Contacts between extracellular loop two and transmembrane helix six determine basal activity of the thyroid-stimulating hormone receptor.

A number of alanine mutations in extracellular loop two (ECL2) of the thyroid-stimulating hormone receptor (TSHR) were found to increase or decrease basal activity when compared with the wild type receptor. K565A was identified as a mutant with decreased basal activity, and strongly impaired hormone induced signaling activity. To gain insights into how ECL2 mutants affect basal activity, we focused on constitutively activating pathogenic mutant I568V in ECL2, which exhibits elevated basal activity. Because our molecular model suggests that Ile-568 is embedded in an environment of hydrophobic residues provided by transmembrane helix bundle, we tested mutants in this region to identify potential interaction partner(s) for Ile-568. Indeed, the double mutant I568V/I640L (ECL2/TMH6) suppresses the increased basal activity exhibited by I568V alone. We suggest a spatial and functional relationship between ECL2 and TMH6 in which side chain interaction between Ile-568 and Ile-640 constrains the receptor in a conformation with low basal activity. Although the single mutant I640L exhibits basal activity lower than wild type, its differently branched and bulkier side chain complements the reduced side chain bulk in I568V, restoring wild type basal activity to the double mutant.
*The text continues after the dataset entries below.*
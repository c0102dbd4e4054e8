// SPDX-FileCopyrightText: 2026 Docent Contributors
// SPDX-License-Identifier: MIT OR Apache-2.0

//! Configuration model structs for the Docent document chatbot.
//!
//! All structs use `#[serde(deny_unknown_fields)]` to reject unrecognized
//! config keys at startup, providing actionable error messages.

use serde::{Deserialize, Serialize};

/// Top-level Docent configuration.
///
/// Loaded from TOML files following XDG hierarchy, with environment variable overrides.
/// All sections are optional and default to sensible values.
#[derive(Debug, Clone, Default, Deserialize, Serialize)]
#[serde(deny_unknown_fields)]
pub struct DocentConfig {
    /// HTTP server settings.
    #[serde(default)]
    pub server: ServerConfig,

    /// Gemini API settings for chat and embeddings.
    #[serde(default)]
    pub gemini: GeminiConfig,

    /// Source document and index locations.
    #[serde(default)]
    pub storage: StorageConfig,

    /// Chunking and embedding batch settings.
    #[serde(default)]
    pub ingest: IngestConfig,

    /// Result counts for similarity search.
    #[serde(default)]
    pub retrieval: RetrievalConfig,
}

/// HTTP server configuration.
#[derive(Debug, Clone, Deserialize, Serialize)]
#[serde(deny_unknown_fields)]
pub struct ServerConfig {
    /// Address to bind.
    #[serde(default = "default_host")]
    pub host: String,

    /// Port to bind.
    #[serde(default = "default_port")]
    pub port: u16,

    /// Logging level (trace, debug, info, warn, error).
    #[serde(default = "default_log_level")]
    pub log_level: String,

    /// Maximum accepted request body, in bytes. Bounds PDF uploads.
    #[serde(default = "default_max_upload_bytes")]
    pub max_upload_bytes: usize,
}

impl Default for ServerConfig {
    fn default() -> Self {
        Self {
            host: default_host(),
            port: default_port(),
            log_level: default_log_level(),
            max_upload_bytes: default_max_upload_bytes(),
        }
    }
}

fn default_host() -> String {
    "0.0.0.0".to_string()
}

fn default_port() -> u16 {
    8000
}

fn default_log_level() -> String {
    "info".to_string()
}

fn default_max_upload_bytes() -> usize {
    25 * 1024 * 1024
}

/// Gemini API configuration.
#[derive(Debug, Clone, Deserialize, Serialize)]
#[serde(deny_unknown_fields)]
pub struct GeminiConfig {
    /// API key. `None` falls back to the `GOOGLE_API_KEY` environment variable.
    #[serde(default)]
    pub api_key: Option<String>,

    /// Model used for classification and answer generation.
    #[serde(default = "default_chat_model")]
    pub chat_model: String,

    /// Model used for document and query embeddings.
    #[serde(default = "default_embedding_model")]
    pub embedding_model: String,

    /// API root. Overridable for proxies and tests.
    #[serde(default = "default_base_url")]
    pub base_url: String,

    /// Per-request timeout in seconds.
    #[serde(default = "default_timeout_secs")]
    pub timeout_secs: u64,

    /// Retries for transient HTTP failures (429, 500, 503).
    #[serde(default = "default_max_retries")]
    pub max_retries: u32,

    /// Upper bound on generated tokens for answers.
    #[serde(default = "default_max_output_tokens")]
    pub max_output_tokens: u32,
}

impl Default for GeminiConfig {
    fn default() -> Self {
        Self {
            api_key: None,
            chat_model: default_chat_model(),
            embedding_model: default_embedding_model(),
            base_url: default_base_url(),
            timeout_secs: default_timeout_secs(),
            max_retries: default_max_retries(),
            max_output_tokens: default_max_output_tokens(),
        }
    }
}

fn default_chat_model() -> String {
    "gemini-2.0-flash".to_string()
}

fn default_embedding_model() -> String {
    "gemini-embedding-001".to_string()
}

fn default_base_url() -> String {
    "https://generativelanguage.googleapis.com/v1beta".to_string()
}

fn default_timeout_secs() -> u64 {
    120
}

fn default_max_retries() -> u32 {
    1
}

fn default_max_output_tokens() -> u32 {
    2048
}

/// Filesystem locations for source PDFs and the persisted index.
#[derive(Debug, Clone, Deserialize, Serialize)]
#[serde(deny_unknown_fields)]
pub struct StorageConfig {
    /// Directory scanned by `docent ingest` and written to by uploads.
    #[serde(default = "default_pdf_folder")]
    pub pdf_folder: String,

    /// Directory holding the SQLite vector index.
    #[serde(default = "default_persist_dir")]
    pub persist_dir: String,
}

impl Default for StorageConfig {
    fn default() -> Self {
        Self {
            pdf_folder: default_pdf_folder(),
            persist_dir: default_persist_dir(),
        }
    }
}

fn default_pdf_folder() -> String {
    "pdf_data".to_string()
}

fn default_persist_dir() -> String {
    "vector_store".to_string()
}

/// Ingestion configuration.
#[derive(Debug, Clone, Deserialize, Serialize)]
#[serde(deny_unknown_fields)]
pub struct IngestConfig {
    /// Maximum chunk length in characters.
    #[serde(default = "default_chunk_size")]
    pub chunk_size: usize,

    /// Characters shared between consecutive chunks.
    #[serde(default = "default_chunk_overlap")]
    pub chunk_overlap: usize,

    /// Texts per embedding request.
    #[serde(default = "default_embed_batch_size")]
    pub embed_batch_size: usize,
}

impl Default for IngestConfig {
    fn default() -> Self {
        Self {
            chunk_size: default_chunk_size(),
            chunk_overlap: default_chunk_overlap(),
            embed_batch_size: default_embed_batch_size(),
        }
    }
}

fn default_chunk_size() -> usize {
    500
}

fn default_chunk_overlap() -> usize {
    100
}

fn default_embed_batch_size() -> usize {
    100
}

/// Retrieval configuration.
#[derive(Debug, Clone, Deserialize, Serialize)]
#[serde(deny_unknown_fields)]
pub struct RetrievalConfig {
    /// Chunks retrieved to answer a question.
    #[serde(default = "default_faq_k")]
    pub faq_k: usize,

    /// Chunks retrieved for a summary.
    #[serde(default = "default_summarize_k")]
    pub summarize_k: usize,
}

impl Default for RetrievalConfig {
    fn default() -> Self {
        Self {
            faq_k: default_faq_k(),
            summarize_k: default_summarize_k(),
        }
    }
}

fn default_faq_k() -> usize {
    5
}

fn default_summarize_k() -> usize {
    5
}
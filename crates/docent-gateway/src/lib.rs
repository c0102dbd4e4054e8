// SPDX-FileCopyrightText: 2026 Docent Contributors
// SPDX-License-Identifier: MIT OR Apache-2.0

//! HTTP gateway for the Docent document chatbot.
//!
//! Exposes the routing workflow as `POST /chat` and single-file ingestion as
//! `POST /upload`, plus liveness endpoints. Handlers share an [`AppState`]
//! holding the workflow, the ingestion pipeline and the store handle.

pub mod handlers;
pub mod server;

pub use handlers::{ChatRequest, ChatResponse, DetailResponse, UploadResponse};
pub use server::{AppState, build_router, start_server};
This scenario is confirmed by the reciprocal double mutant I640V/I568L. The combination of basally increased activity of I640V and basally decreased activity of mutant I568L also restores basal activity of wild type TSHR. These and other mutant phenotypes reported here support a dynamic interface between TMH6 and ECL2. Disruption of this critical interface for signaling by introduction of mutations in TSHR can either increase or decrease basal activity.